更に薬の知識を使って事件を解決するというミステリー作品でもあるため、出てくる事件内容や殺された遺体の描写が生々しいところもある。
花街で起こる男女の事件や病気も描かれており、それらを考慮してか、コミカライズ作品掲載誌も青年誌だ。

ドラマCD化もされている

原作小説9巻が販売した際はドラマCD付きの限定特装版が発売している。脚本は原作者日向夏自身が書かれたオリジナルストーリー。

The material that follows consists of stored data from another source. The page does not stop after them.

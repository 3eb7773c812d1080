use serde::Serialize;
use serde_json::json;
use thiserror::Error;

/// Per-entry verdict reported back when a bulk attendance batch is rejected.
#[derive(Debug, Clone, PartialEq, Serialize)]
pub struct EntryCheck {
    pub index: usize,
    pub student_id: i64,
    pub valid: bool,
    #[serde(skip_serializing_if = "Option::is_none")]
    pub reason: Option<String>,
}

#[derive(Error, Debug)]
pub enum ServiceError {
    #[error("{entity} not found: id={id}")]
    NotFound { entity: &'static str, id: i64 },

    #[error("{message}")]
    Validation {
        message: String,
        entries: Vec<EntryCheck>,
    },

    #[error("{0}")]
    BadParams(String),

    #[error("select a workspace first")]
    NoWorkspace,

    #[error("database unavailable: {0}")]
    Unavailable(String),
}

impl From<rusqlite::Error> for ServiceError {
    fn from(err: rusqlite::Error) -> Self {
        ServiceError::Unavailable(err.to_string())
    }
}

impl ServiceError {
    pub fn not_found(entity: &'static str, id: i64) -> Self {
        ServiceError::NotFound { entity, id }
    }

    pub fn bad_params(message: impl Into<String>) -> Self {
        ServiceError::BadParams(message.into())
    }

    pub fn code(&self) -> &'static str {
        match self {
            ServiceError::NotFound { .. } => "not_found",
            ServiceError::Validation { .. } => "validation_failed",
            ServiceError::BadParams(_) => "bad_params",
            ServiceError::NoWorkspace => "no_workspace",
            ServiceError::Unavailable(_) => "service_unavailable",
        }
    }

    /// HTTP-equivalent status for the error envelope.
    pub fn status(&self) -> u16 {
        match self {
            ServiceError::NotFound { .. } => 404,
            ServiceError::Validation { .. } | ServiceError::BadParams(_) => 400,
            ServiceError::NoWorkspace | ServiceError::Unavailable(_) => 503,
        }
    }

    pub fn details(&self) -> Option<serde_json::Value> {
        match self {
            ServiceError::NotFound { entity, id } => Some(json!({ "entity": entity, "id": id })),
            ServiceError::Validation { entries, .. } => {
                let invalid: Vec<i64> = entries
                    .iter()
                    .filter(|e| !e.valid)
                    .map(|e| e.student_id)
                    .collect();
                Some(json!({
                    "invalid_student_ids": invalid,
                    "entries": entries,
                }))
            }
            _ => None,
        }
    }
}

pub type ServiceResult<T> = Result<T, ServiceError>;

あらすじは、つい先日1人の妃が亡くなった。それは音楽の才能があった先帝の中級妃・佩芳(ベイファン)。彼女が作曲した音楽はとても優しい音色で誰もが欲しがる素晴らしいものだった。
長らく病に臥せっていた妃は、「最後に作った曲をある人物に譲渡したい」と遺言を残すのだが、多くの見知らぬ人間と文でやりとりをしていたらしく誰に譲渡すればいいのかわからない。
それでは亡くなった故人も浮かばれない。
と、いつものように壬氏に呼びだされ、調査を依頼される猫猫だった。
翡翠宮の主である玉葉妃の爛々と輝かせた瞳によって背中を押され調査に向かう猫猫。彼女は残された楽譜を読み解きながら相続人を探す。